◆ About this task ◆
Go through the data below and return each line containing the word "time".

Stored data Start Marker

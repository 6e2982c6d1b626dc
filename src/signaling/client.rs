//! WebSocket Client für den Signaling-Server
//!
//! Verwaltet die WebSocket-Verbindung:
//! - Raum des Dokuments betreten
//! - Eingehende Nachrichten als [`SignalEvent`] an die Session weiterleiten
//! - Ausgehende [`SessionEvent::Outgoing`] Signale verschicken
//! - Heartbeat per WebSocket-Ping

use super::messages::SignalingMessage;
use crate::config::{parse_signaling_url, CallConfig, ConfigError};
use crate::session::{SessionEvent, SignalEvent};
use futures::{SinkExt, StreamExt};
use parking_lot::RwLock;
use std::sync::Arc;
use std::time::Duration;
use thiserror::Error;
use tokio::sync::{broadcast, mpsc};
use tokio::task::JoinHandle;
use tokio_tungstenite::{connect_async, tungstenite::Message};

const OUTBOUND_CHANNEL_CAPACITY: usize = 100;
const HEARTBEAT_INTERVAL: Duration = Duration::from_secs(25);

// ============================================================================
// ERROR TYPES
// ============================================================================

#[derive(Error, Debug)]
pub enum SignalingError {
    #[error(transparent)]
    InvalidUrl(#[from] ConfigError),

    #[error("WebSocket connection failed: {0}")]
    ConnectionFailed(String),

    #[error("Not connected to signaling server")]
    NotConnected,

    #[error("Failed to send message: {0}")]
    SendFailed(String),

    #[error("Invalid signaling message: {0}")]
    InvalidMessage(#[from] serde_json::Error),
}

// ============================================================================
// CLIENT STATE
// ============================================================================

#[derive(Debug, Clone, Default)]
struct ClientState {
    is_connected: bool,
}

// ============================================================================
// SIGNALING CLIENT
// ============================================================================

/// WebSocket Client für Signaling-Server Kommunikation
pub struct SignalingClient {
    server_url: String,
    local_user_id: String,
    document_id: String,
    state: Arc<RwLock<ClientState>>,
    tx: Option<mpsc::Sender<Message>>,
}

impl SignalingClient {
    pub fn new(config: &CallConfig) -> Self {
        Self {
            server_url: config.signaling_url.clone(),
            local_user_id: config.local_user_id.clone(),
            document_id: config.document_id.clone(),
            state: Arc::new(RwLock::new(ClientState::default())),
            tx: None,
        }
    }

    /// Prüft ob verbunden
    pub fn is_connected(&self) -> bool {
        self.state.read().is_connected
    }

    /// Verbindet mit dem Server und leitet eingehende Signale an `signals`
    ///
    /// Bricht die Verbindung ab, kommt ein nicht-fataler
    /// [`SignalEvent::TransportError`] über denselben Kanal.
    pub async fn connect(&mut self, signals: mpsc::Sender<SignalEvent>) -> Result<(), SignalingError> {
        let mut url = parse_signaling_url(&self.server_url)?;
        let scheme = match url.scheme() {
            "https" | "wss" => "wss",
            _ => "ws",
        };
        // ws/wss sind immer gültige Schemes für eine http(s)-URL
        let _ = url.set_scheme(scheme);
        url.query_pairs_mut()
            .append_pair("userId", &self.local_user_id)
            .append_pair("documentId", &self.document_id);

        tracing::info!("Connecting to signaling server: {}", url);

        let (ws_stream, _) = connect_async(url.as_str())
            .await
            .map_err(|e| SignalingError::ConnectionFailed(e.to_string()))?;

        let (mut write, mut read) = ws_stream.split();

        let (tx, mut rx) = mpsc::channel::<Message>(OUTBOUND_CHANNEL_CAPACITY);
        self.tx = Some(tx);
        self.state.write().is_connected = true;

        // Read-Task starten
        let state = Arc::clone(&self.state);
        let local_user_id = self.local_user_id.clone();
        tokio::spawn(async move {
            while let Some(msg_result) = read.next().await {
                match msg_result {
                    Ok(Message::Text(text)) => {
                        match Self::decode(&text, &local_user_id) {
                            Ok(Some(event)) => {
                                if signals.send(event).await.is_err() {
                                    tracing::debug!("Call session gone, stopping signaling reader");
                                    break;
                                }
                            }
                            Ok(None) => {}
                            Err(e) => tracing::warn!("Dropping signaling message: {}", e),
                        }
                    }
                    Ok(Message::Close(_)) => {
                        tracing::info!("WebSocket closed by server");
                        break;
                    }
                    Err(e) => {
                        tracing::error!("WebSocket error: {}", e);
                        break;
                    }
                    _ => {}
                }
            }

            state.write().is_connected = false;
            let _ = signals
                .send(SignalEvent::TransportError {
                    message: "Signaling connection lost".to_string(),
                    fatal: false,
                })
                .await;
        });

        // Write-Task starten
        tokio::spawn(async move {
            while let Some(msg) = rx.recv().await {
                let closing = matches!(msg, Message::Close(_));
                if let Err(e) = write.send(msg).await {
                    tracing::error!("Failed to send WebSocket message: {}", e);
                    break;
                }
                if closing {
                    break;
                }
            }
        });

        self.send(&SignalingMessage::join_document(&self.document_id, &self.local_user_id))
            .await?;

        tracing::info!("Connected to signaling server as {}", self.local_user_id);
        Ok(())
    }

    /// Sendet eine Nachricht
    pub async fn send(&self, message: &SignalingMessage) -> Result<(), SignalingError> {
        let tx = self.tx.as_ref().ok_or(SignalingError::NotConnected)?;
        let text = serde_json::to_string(message)?;

        tx.send(Message::Text(text))
            .await
            .map_err(|e| SignalingError::SendFailed(e.to_string()))
    }

    /// Verschickt alle ausgehenden Signale der Session
    pub fn forward_outgoing(
        &self,
        mut events: broadcast::Receiver<SessionEvent>,
    ) -> Result<JoinHandle<()>, SignalingError> {
        let tx = self.tx.clone().ok_or(SignalingError::NotConnected)?;
        let local_user_id = self.local_user_id.clone();

        Ok(tokio::spawn(async move {
            loop {
                let signal = match events.recv().await {
                    Ok(SessionEvent::Outgoing(signal)) => signal,
                    Ok(_) => continue,
                    Err(broadcast::error::RecvError::Lagged(skipped)) => {
                        tracing::warn!("Signaling bridge lagged, {} session events skipped", skipped);
                        continue;
                    }
                    Err(broadcast::error::RecvError::Closed) => break,
                };

                let text = match SignalingMessage::from_outgoing(&signal, &local_user_id)
                    .and_then(|message| serde_json::to_string(&message))
                {
                    Ok(text) => text,
                    Err(e) => {
                        tracing::error!("Failed to encode call signal: {}", e);
                        continue;
                    }
                };

                tracing::debug!("Sending call signal: {:?}", signal);
                if tx.send(Message::Text(text)).await.is_err() {
                    tracing::warn!("Signaling connection closed, stopping bridge");
                    break;
                }
            }
        }))
    }

    /// Startet einen Heartbeat-Task, der WebSocket-Pings sendet
    pub fn start_heartbeat(&self) -> Result<JoinHandle<()>, SignalingError> {
        let tx = self.tx.clone().ok_or(SignalingError::NotConnected)?;
        let state = Arc::clone(&self.state);

        Ok(tokio::spawn(async move {
            let mut interval = tokio::time::interval(HEARTBEAT_INTERVAL);
            loop {
                interval.tick().await;
                if !state.read().is_connected {
                    tracing::info!("Heartbeat: client disconnected, stopping heartbeat task");
                    break;
                }
                if tx.send(Message::Ping(Vec::new())).await.is_err() {
                    break;
                }
            }
        }))
    }

    /// Schließt die Verbindung
    pub async fn disconnect(&mut self) {
        if let Some(tx) = self.tx.take() {
            let _ = tx.send(Message::Close(None)).await;
        }
        self.state.write().is_connected = false;
    }

    fn decode(text: &str, local_user_id: &str) -> Result<Option<SignalEvent>, serde_json::Error> {
        let message: SignalingMessage = serde_json::from_str(text)?;
        message.into_signal_event(local_user_id)
    }
}

impl std::fmt::Debug for SignalingClient {
    fn fmt(&self, f: &mut std::fmt::Formatter<'_>) -> std::fmt::Result {
        f.debug_struct("SignalingClient")
            .field("server_url", &self.server_url)
            .field("state", &*self.state.read())
            .finish()
    }
}

#[cfg(test)]
mod tests {
    use super::*;
    use crate::session::OutgoingSignal;
    use tokio::net::TcpListener;
    use tokio_tungstenite::accept_async;

    async fn next_text<S>(ws: &mut S) -> serde_json::Value
    where
        S: futures::Stream<Item = Result<Message, tokio_tungstenite::tungstenite::Error>> + Unpin,
    {
        loop {
            match ws.next().await {
                Some(Ok(Message::Text(text))) => return serde_json::from_str(&text).unwrap(),
                Some(Ok(_)) => continue,
                other => panic!("unexpected websocket item: {other:?}"),
            }
        }
    }

    #[tokio::test]
    async fn test_round_trip_through_server() {
        let listener = TcpListener::bind("127.0.0.1:0").await.unwrap();
        let addr = listener.local_addr().unwrap();

        let server = tokio::spawn(async move {
            let (stream, _) = listener.accept().await.unwrap();
            let mut ws = accept_async(stream).await.unwrap();

            let join = next_text(&mut ws).await;
            assert_eq!(join["type"], "join-document");
            assert_eq!(join["data"]["documentId"], "doc-1");

            let request = serde_json::json!({
                "type": "call-request",
                "callId": "call-1",
                "fromUserId": "user-2",
                "toUserId": "user-1"
            });
            ws.send(Message::Text(request.to_string())).await.unwrap();

            let response = next_text(&mut ws).await;
            assert_eq!(response["type"], "call-accept");
            assert_eq!(response["toUserId"], "user-2");
        });

        let mut config = CallConfig::new("user-1");
        config.document_id = "doc-1".to_string();
        config.signaling_url = format!("ws://{addr}");

        let mut client = SignalingClient::new(&config);
        let (signal_tx, mut signal_rx) = mpsc::channel(8);
        client.connect(signal_tx).await.unwrap();
        assert!(client.is_connected());

        match signal_rx.recv().await {
            Some(SignalEvent::CallReceived {
                call_id,
                from_user_id,
            }) => {
                assert_eq!(call_id, "call-1");
                assert_eq!(from_user_id, "user-2");
            }
            other => panic!("unexpected signal: {other:?}"),
        }

        let (events_tx, events_rx) = broadcast::channel(8);
        client.forward_outgoing(events_rx).unwrap();
        events_tx.send(SessionEvent::RosterChanged).unwrap();
        events_tx
            .send(SessionEvent::Outgoing(OutgoingSignal::CallResponse {
                call_id: "call-1".to_string(),
                to_user_id: "user-2".to_string(),
                accepted: true,
            }))
            .unwrap();

        server.await.unwrap();

        // Server hat geschlossen
        match signal_rx.recv().await {
            Some(SignalEvent::TransportError { fatal, .. }) => assert!(!fatal),
            other => panic!("unexpected signal: {other:?}"),
        }
        assert!(!client.is_connected());
    }

    #[tokio::test]
    async fn test_send_requires_connection() {
        let client = SignalingClient::new(&CallConfig::new("user-1"));
        let message = SignalingMessage::join_document("doc", "user-1");
        assert!(matches!(
            client.send(&message).await,
            Err(SignalingError::NotConnected)
        ));
        assert!(client.start_heartbeat().is_err());
    }

    #[tokio::test]
    async fn test_invalid_url() {
        let mut config = CallConfig::new("user-1");
        config.signaling_url = "ftp://example.com".to_string();
        let mut client = SignalingClient::new(&config);
        let (tx, _rx) = mpsc::channel(1);
        assert!(matches!(
            client.connect(tx).await,
            Err(SignalingError::InvalidUrl(_))
        ));
    }
}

Stored data End Marker

◆ Response to this task ◆
use std::time::Duration;
            let mut interval = tokio::time::interval(HEARTBEAT_INTERVAL);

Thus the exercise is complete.